■ Entries shown:
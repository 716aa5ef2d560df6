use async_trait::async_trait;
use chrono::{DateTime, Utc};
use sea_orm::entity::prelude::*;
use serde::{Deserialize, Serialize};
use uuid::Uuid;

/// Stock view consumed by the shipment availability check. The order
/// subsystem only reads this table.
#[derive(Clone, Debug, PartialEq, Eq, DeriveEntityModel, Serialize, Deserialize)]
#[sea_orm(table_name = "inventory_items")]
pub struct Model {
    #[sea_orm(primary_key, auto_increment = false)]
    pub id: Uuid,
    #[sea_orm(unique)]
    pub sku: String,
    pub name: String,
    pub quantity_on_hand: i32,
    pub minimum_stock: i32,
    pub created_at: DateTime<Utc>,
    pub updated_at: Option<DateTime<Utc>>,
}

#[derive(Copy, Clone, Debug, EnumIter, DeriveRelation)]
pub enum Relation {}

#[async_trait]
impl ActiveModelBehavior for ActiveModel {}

■ Exercise:
Output each of the records exactly as it stands above.

■ Exercise result:
repository 716aa5ef2d560df6
use async_trait::async_trait;
use chrono::{DateTime, Utc};
use sea_orm::entity::prelude::*;
use serde::{Deserialize, Serialize};
use uuid::Uuid;

/// Stock view consumed by the shipment availability check. The order
/// subsystem only reads this table.
#[derive(Clone, Debug, PartialEq, Eq, DeriveEntityModel, Serialize, Deserialize)]
#[sea_orm(table_name = "inventory_items")]
pub struct Model {
    #[sea_orm(primary_key, auto_increment = false)]
    pub id: Uuid,
    #[sea_orm(unique)]
    pub sku: String,
    pub name: String,
    pub quantity_on_hand: i32,
    pub minimum_stock: i32,
    pub created_at: DateTime<Utc>,
    pub updated_at: Option<DateTime<Utc>>,
}

#[derive(Copy, Clone, Debug, EnumIter, DeriveRelation)]
pub enum Relation {}

#[async_trait]
impl ActiveModelBehavior for ActiveModel {}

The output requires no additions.